*ASSIGNED TASK*.
A single stretch of the material below is to be transcribed exactly, starting at the line with "use itertools::Itertools;" and ending after the line with "let compiled = if".

*ENTRIES SHOWN*.
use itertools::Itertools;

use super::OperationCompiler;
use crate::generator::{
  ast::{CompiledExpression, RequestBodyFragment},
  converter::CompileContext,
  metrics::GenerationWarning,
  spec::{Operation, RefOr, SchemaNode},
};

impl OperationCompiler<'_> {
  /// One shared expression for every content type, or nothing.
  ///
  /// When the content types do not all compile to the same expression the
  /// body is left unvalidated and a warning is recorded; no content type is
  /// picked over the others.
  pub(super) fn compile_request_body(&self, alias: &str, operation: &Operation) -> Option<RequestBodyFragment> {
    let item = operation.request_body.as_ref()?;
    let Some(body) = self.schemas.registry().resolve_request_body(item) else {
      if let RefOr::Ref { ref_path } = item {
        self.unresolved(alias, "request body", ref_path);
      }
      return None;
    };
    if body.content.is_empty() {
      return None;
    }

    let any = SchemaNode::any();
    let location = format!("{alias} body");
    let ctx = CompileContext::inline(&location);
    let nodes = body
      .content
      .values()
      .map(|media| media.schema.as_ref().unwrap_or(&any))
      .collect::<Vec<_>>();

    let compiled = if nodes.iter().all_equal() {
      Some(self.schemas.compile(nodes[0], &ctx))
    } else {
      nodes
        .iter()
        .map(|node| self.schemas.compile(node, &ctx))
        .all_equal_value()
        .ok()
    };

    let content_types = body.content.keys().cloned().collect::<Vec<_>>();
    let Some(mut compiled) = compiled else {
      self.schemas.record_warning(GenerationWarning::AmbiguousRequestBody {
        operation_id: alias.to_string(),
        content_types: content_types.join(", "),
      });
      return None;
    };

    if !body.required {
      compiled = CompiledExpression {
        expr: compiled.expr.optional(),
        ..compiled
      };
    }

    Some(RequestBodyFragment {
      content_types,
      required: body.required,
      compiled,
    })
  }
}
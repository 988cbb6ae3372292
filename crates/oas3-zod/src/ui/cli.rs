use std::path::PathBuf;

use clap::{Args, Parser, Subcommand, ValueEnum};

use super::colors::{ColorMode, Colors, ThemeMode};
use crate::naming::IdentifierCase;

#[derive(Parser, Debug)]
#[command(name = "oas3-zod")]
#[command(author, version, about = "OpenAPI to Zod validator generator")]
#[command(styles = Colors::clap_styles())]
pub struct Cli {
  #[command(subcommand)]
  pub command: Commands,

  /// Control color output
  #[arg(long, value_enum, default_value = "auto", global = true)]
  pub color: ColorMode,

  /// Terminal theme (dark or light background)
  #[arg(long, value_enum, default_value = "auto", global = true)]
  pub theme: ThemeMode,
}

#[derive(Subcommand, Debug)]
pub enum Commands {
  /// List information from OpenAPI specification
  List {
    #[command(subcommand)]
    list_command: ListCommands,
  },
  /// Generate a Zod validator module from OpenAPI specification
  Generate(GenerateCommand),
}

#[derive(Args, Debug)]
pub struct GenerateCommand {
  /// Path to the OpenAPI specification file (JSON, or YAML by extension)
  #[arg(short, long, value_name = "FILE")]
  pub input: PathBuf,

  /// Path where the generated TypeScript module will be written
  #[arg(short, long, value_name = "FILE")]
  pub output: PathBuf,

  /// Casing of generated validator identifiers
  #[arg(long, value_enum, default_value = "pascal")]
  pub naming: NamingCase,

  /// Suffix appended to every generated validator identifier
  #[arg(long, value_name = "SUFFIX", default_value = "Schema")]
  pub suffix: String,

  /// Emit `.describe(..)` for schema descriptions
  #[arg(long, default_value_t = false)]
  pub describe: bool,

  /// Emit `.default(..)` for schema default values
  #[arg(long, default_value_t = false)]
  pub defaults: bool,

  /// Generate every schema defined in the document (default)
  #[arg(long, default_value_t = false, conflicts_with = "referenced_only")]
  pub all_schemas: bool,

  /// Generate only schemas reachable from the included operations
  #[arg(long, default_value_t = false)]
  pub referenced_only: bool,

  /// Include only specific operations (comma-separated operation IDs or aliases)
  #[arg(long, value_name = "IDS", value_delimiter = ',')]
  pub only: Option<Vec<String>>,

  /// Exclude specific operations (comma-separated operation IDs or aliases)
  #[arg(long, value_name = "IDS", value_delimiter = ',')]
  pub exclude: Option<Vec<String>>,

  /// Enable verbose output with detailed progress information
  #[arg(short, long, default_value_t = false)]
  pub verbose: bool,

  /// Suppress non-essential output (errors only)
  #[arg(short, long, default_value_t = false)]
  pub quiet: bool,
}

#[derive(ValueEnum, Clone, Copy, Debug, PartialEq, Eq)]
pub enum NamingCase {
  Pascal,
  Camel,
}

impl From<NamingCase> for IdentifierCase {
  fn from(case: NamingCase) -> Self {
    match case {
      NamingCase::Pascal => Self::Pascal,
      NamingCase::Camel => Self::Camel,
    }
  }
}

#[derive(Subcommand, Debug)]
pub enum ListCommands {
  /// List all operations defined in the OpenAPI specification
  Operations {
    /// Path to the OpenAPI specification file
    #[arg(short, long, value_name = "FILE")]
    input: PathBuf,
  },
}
---
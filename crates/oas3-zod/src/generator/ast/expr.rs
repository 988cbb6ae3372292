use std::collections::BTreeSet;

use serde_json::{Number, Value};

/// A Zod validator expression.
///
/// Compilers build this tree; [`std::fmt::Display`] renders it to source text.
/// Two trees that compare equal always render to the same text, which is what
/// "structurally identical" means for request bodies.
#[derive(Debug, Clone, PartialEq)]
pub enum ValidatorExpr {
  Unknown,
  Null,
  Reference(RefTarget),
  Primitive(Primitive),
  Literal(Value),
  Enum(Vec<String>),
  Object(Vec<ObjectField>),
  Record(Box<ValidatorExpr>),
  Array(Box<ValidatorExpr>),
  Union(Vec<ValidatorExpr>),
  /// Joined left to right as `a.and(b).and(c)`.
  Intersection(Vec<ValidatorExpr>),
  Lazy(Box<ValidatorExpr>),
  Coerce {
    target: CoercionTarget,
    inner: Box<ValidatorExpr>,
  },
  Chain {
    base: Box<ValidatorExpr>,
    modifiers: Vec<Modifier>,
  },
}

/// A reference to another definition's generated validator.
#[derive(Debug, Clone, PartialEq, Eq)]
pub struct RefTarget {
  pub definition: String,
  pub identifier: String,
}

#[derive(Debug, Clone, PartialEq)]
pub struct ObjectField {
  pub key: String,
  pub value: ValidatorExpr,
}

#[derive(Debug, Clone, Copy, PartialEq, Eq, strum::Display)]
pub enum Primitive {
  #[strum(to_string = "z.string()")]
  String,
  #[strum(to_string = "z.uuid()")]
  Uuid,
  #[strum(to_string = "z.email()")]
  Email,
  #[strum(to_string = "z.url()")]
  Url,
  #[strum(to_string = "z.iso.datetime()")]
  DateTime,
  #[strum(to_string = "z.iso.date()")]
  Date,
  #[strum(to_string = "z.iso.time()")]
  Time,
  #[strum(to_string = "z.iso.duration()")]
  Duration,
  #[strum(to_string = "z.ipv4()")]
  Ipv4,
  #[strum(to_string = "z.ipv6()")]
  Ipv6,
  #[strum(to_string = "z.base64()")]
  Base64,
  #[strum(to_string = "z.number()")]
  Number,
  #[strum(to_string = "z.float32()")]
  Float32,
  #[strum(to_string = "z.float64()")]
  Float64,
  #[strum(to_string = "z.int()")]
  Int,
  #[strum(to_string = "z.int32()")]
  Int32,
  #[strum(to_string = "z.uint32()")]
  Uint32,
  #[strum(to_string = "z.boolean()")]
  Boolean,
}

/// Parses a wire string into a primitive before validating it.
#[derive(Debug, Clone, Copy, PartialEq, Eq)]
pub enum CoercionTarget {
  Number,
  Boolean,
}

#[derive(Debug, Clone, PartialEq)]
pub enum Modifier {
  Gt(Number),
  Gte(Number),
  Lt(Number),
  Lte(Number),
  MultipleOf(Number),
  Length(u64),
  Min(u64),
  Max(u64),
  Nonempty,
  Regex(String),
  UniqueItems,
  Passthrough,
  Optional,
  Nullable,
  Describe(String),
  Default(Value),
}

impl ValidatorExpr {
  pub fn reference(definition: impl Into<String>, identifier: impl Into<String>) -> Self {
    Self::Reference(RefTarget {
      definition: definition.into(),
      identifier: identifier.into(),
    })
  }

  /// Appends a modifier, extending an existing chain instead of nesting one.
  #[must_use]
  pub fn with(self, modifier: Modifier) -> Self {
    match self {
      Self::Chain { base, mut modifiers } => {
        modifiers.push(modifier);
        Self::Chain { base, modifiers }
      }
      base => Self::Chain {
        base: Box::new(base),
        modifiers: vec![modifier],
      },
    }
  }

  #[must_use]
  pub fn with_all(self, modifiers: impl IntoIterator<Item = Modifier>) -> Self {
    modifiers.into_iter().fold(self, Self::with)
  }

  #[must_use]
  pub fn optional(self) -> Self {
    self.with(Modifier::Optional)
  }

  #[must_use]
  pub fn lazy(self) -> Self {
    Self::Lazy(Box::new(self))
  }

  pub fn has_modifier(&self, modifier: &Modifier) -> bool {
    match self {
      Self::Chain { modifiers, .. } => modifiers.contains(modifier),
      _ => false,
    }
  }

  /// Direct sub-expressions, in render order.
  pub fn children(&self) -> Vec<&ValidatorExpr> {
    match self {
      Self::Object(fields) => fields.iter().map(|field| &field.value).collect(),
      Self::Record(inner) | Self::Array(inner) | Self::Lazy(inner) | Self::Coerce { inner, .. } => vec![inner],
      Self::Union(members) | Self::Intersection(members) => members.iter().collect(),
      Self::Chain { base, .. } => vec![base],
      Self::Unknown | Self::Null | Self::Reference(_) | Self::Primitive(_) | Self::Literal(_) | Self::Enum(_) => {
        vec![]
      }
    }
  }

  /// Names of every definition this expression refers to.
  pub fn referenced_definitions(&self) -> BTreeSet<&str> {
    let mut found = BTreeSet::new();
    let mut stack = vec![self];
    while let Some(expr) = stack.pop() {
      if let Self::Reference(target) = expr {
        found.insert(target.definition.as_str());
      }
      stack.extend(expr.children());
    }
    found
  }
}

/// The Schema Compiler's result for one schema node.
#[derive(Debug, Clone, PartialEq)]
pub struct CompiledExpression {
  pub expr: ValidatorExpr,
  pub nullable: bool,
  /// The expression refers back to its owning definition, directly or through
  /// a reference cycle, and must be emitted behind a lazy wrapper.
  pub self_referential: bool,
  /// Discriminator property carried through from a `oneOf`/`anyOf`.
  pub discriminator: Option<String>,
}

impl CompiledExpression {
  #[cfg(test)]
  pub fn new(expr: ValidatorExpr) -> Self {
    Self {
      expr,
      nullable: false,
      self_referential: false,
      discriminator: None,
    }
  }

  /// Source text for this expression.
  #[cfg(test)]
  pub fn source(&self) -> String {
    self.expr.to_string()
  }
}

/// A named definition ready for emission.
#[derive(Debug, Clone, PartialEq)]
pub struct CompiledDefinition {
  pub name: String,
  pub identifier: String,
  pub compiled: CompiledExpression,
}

*TASK ANSWER*.
use itertools::Itertools;

use super::OperationCompiler;
use crate::generator::{
  ast::{CompiledExpression, RequestBodyFragment},
  converter::CompileContext,
  metrics::GenerationWarning,
  spec::{Operation, RefOr, SchemaNode},
};

impl OperationCompiler<'_> {
  /// One shared expression for every content type, or nothing.
  ///
  /// When the content types do not all compile to the same expression the
  /// body is left unvalidated and a warning is recorded; no content type is
  /// picked over the others.
  pub(super) fn compile_request_body(&self, alias: &str, operation: &Operation) -> Option<RequestBodyFragment> {
    let item = operation.request_body.as_ref()?;
    let Some(body) = self.schemas.registry().resolve_request_body(item) else {
      if let RefOr::Ref { ref_path } = item {
        self.unresolved(alias, "request body", ref_path);
      }
      return None;
    };
    if body.content.is_empty() {
      return None;
    }

    let any = SchemaNode::any();
    let location = format!("{alias} body");
    let ctx = CompileContext::inline(&location);
    let nodes = body
      .content
      .values()
      .map(|media| media.schema.as_ref().unwrap_or(&any))
      .collect::<Vec<_>>();

    let compiled = if nodes.iter().all_equal() {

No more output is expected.